[EXTRACTED MATERIAL Boundary: Start]
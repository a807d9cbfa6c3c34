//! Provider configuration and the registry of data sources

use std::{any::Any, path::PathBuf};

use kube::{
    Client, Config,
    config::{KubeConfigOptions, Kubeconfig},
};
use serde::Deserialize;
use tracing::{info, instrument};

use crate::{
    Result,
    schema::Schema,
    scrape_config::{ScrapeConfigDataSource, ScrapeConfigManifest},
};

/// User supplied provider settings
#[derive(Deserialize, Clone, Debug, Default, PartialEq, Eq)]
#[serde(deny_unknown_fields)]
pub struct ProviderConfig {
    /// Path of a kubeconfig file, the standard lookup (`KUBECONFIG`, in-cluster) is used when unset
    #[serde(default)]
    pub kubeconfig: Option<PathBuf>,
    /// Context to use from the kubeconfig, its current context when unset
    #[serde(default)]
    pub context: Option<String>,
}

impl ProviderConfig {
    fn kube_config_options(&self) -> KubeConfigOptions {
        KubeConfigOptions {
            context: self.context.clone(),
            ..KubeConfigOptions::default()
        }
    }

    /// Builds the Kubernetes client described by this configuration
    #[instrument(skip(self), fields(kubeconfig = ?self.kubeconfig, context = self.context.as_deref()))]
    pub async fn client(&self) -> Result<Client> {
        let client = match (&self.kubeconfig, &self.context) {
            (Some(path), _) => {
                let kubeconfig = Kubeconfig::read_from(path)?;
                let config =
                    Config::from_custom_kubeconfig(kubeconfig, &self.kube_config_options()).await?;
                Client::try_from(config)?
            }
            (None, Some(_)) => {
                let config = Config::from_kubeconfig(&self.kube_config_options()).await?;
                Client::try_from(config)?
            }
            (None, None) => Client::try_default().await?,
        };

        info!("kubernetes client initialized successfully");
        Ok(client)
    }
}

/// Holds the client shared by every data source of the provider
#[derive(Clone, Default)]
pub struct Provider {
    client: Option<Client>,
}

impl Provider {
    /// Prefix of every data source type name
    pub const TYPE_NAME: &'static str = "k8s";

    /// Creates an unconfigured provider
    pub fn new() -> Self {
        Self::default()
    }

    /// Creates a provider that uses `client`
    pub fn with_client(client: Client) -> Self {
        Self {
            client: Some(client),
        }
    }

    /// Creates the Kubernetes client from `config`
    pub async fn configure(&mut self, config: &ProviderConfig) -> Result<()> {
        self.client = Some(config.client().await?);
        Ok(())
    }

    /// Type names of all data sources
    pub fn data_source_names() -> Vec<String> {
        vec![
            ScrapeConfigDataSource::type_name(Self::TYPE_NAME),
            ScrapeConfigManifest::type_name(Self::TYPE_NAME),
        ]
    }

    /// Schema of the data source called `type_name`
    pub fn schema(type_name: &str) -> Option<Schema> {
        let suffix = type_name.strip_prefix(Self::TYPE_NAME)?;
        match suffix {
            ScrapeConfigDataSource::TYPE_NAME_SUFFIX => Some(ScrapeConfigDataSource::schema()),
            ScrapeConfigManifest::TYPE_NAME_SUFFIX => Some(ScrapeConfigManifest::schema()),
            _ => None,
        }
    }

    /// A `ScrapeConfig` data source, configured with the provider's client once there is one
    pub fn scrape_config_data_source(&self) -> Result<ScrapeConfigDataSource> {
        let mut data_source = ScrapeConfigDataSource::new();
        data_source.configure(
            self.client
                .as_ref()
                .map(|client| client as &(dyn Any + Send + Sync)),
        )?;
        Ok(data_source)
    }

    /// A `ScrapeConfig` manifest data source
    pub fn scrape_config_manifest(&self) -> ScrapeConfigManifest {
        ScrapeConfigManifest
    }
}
[EXTRACTED MATERIAL Boundary: End]
▶ _INSTRUCTIONS TO FOLLOW_: In the listing above, how many of the lines contain the string "serde"? Respond with the number alone.

▶ _EXERCISE RESULT_: 4